Mon père, qui me donnait la main, s’arrêta.

—M’est avis, gars, me dit-il, que ce doit être ici.

—J’en suis sûr, répondis-je, l’an dernier, je suis venu ici avec M. le curé et il m’a montré cette entrée, ainsi que la grande qui est au bout du mur, mais par où on ne passe presque jamais.

—C’est bon, c’est bon, reprit mon père en hochant la tête, reste à savoir si tu es toujours décidé. Tu n’es pas de trop à la maison, mon gars, et ta place ne sera jamais prise ni à table ni sous le manteau de l’âtre. Si tu avais réfléchi en route, si tu sentais le cœur te faillir de nous quitter, ta mère et moi, il faudrait le dire, il n’y a pas de honte à ça. Nous retournerions comme nous sommes venus, ensemble. Et, par ma grande foi! ce n’est pas moi qui m’en plaindrais.

Visiblement mon père était très-ému, moi je crus devoir faire meilleure contenance, et c’est d’une voix ferme que je répondis:

—Je suis bien décidé.

Mon père alors, lentement et comme à regret, souleva le marteau qu’un piton retenait à demi dans sa charnière, sans doute pour qu’une main indiscrète ne put frapper trop bruyamment.

Nous entendîmes un grincement léger de verrous soigneusement humectés d’huile. On retirait le volet du judas. Une face pâle se colla le long de la grille, des yeux inquiets se fixèrent sur nous. Je crus qu’il allait falloir parlementer, je me trompais. La porte s’ouvrit, mais à demi, nous laissant juste assez d’espace pour pénétrer en nous effaçant bien le long du mur, puis aussitôt, très-vite, sans bruit, elle se referma. On eût dit la trappe d’une souricière. Sans doute en laissant l’huis plus longtemps entre-bâillé, le portier eût craint de donner accès au souffle empesté du monde qui se déchaîne autour des asiles pieux et des saintes demeures.

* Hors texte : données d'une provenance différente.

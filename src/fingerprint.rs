//! MD5-based fingerprints for environment addressing.
//!
//! Every identity in the activation pipeline derives from one of three
//! fingerprints:
//!
//! - the **manifest content hash**: MD5 over the manifest's full byte
//!   content; its first 8 hex chars (`manifest_hash8`) suffix the env-dir
//!   name, so editing the manifest produces a new environment directory;
//! - the **project path hash** (`proj_hash8`): the first 4 bytes of
//!   MD5(absolute project path), read as a little-endian u32 and rendered
//!   as 8 lowercase hex chars;
//! - the **manifest path hash**: MD5 over the manifest's absolute path
//!   bytes, keying the environment cache so warm lookups never read the
//!   manifest itself.
//!
//! MD5 is used as a cheap, stable identity hash of the inputs; no security
//! properties are assumed.

use md5::{Digest, Md5};
use std::path::Path;

use crate::core::{PantryError, Result};

/// MD5 digest of arbitrary bytes.
#[must_use]
pub fn content_fingerprint(bytes: &[u8]) -> [u8; 16] {
    Md5::digest(bytes).into()
}

/// Full 32-char lowercase hex form of the content fingerprint.
#[must_use]
pub fn content_hash_hex(bytes: &[u8]) -> String {
    hex::encode(content_fingerprint(bytes))
}

/// First 8 hex chars of the manifest content hash; the `d<hash8>` env-dir
/// suffix component.
#[must_use]
pub fn manifest_hash8(manifest_content: &[u8]) -> String {
    let mut hex = content_hash_hex(manifest_content);
    hex.truncate(8);
    hex
}

/// MD5 digest of a path's byte representation.
///
/// Keys the environment cache: derived from the manifest *path*, not its
/// content, so entries survive manifest edits until the stored mtime no
/// longer matches.
#[must_use]
pub fn path_fingerprint(path: &Path) -> [u8; 16] {
    content_fingerprint(path.as_os_str().as_encoded_bytes())
}

/// Hex form of [`path_fingerprint`], used as the env-cache key.
#[must_use]
pub fn path_hash_hex(path: &Path) -> String {
    hex::encode(path_fingerprint(path))
}

/// Short project-directory hash: first 4 bytes of MD5(absolute path) as a
/// little-endian u32, formatted as 8 lowercase hex chars.
///
/// Errors if the path is not absolute; env addressing must not depend on
/// the working directory.
pub fn project_hash8(project_dir: &Path) -> Result<String> {
    if !project_dir.is_absolute() {
        return Err(PantryError::ProjectPathNotAbsolute {
            path: project_dir.display().to_string(),
        });
    }
    let digest = path_fingerprint(project_dir);
    let word = u32::from_le_bytes([digest[0], digest[1], digest[2], digest[3]]);
    Ok(format!("{word:08x}"))
}

/// The canonical environment directory name for a project + manifest pair:
/// `<project_basename>_<proj_hash8>-d<manifest_hash8>`.
///
/// Depends only on the absolute project path and the manifest's content
/// bytes; edits to project contents that do not move the project, or
/// manifest edits that do not change its bytes, leave the name unchanged.
pub fn env_dir_name(project_dir: &Path, manifest_content: &[u8]) -> Result<String> {
    let proj = project_hash8(project_dir)?;
    let basename = project_dir
        .file_name()
        .map_or_else(|| "root".to_string(), |n| n.to_string_lossy().into_owned());
    Ok(format!("{basename}_{proj}-d{}", manifest_hash8(manifest_content)))
}

/// Validate a user-supplied environment hash: exactly 32 hex characters.
pub fn validate_env_hash(value: &str) -> Result<()> {
    if value.len() == 32 && value.chars().all(|c| c.is_ascii_hexdigit()) {
        Ok(())
    } else {
        Err(PantryError::InvalidEnvHash { value: value.to_string() })
    }
}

Dès le seuil, la physionomie du portier me mit assez mal à l’aise. C’était cependant un bon gros petit homme, court, gras, dodu, propret, à figure presque imberbe. Sa lévite de coupe cléricale, de couleur foncée, lui seyait à merveille. Il avait l’air idiot et satisfait. Ses cheveux, d’un jaune sale, plats, coupés en rond autour du cou, collés le long des tempes, s’harmonisaient parfaitement avec son teint blafard. Un sourire, grimace béate, errait sur ses lèvres épaissies par l’habitude de marmotter des oremus. Ses joues flasques et pendantes eussent fait dire à un campagnard: «En voilà un qui a une mauvaise graisse!» Quant à ses yeux, ternes, à demi-voilés, ils ne révélaient rien, absolument rien, sinon cette inquiétude oblique du chat qui guette. Il tenait un livre à la main et un bout de chapelet sortait comme une pieuse breloque de la poche de son gilet.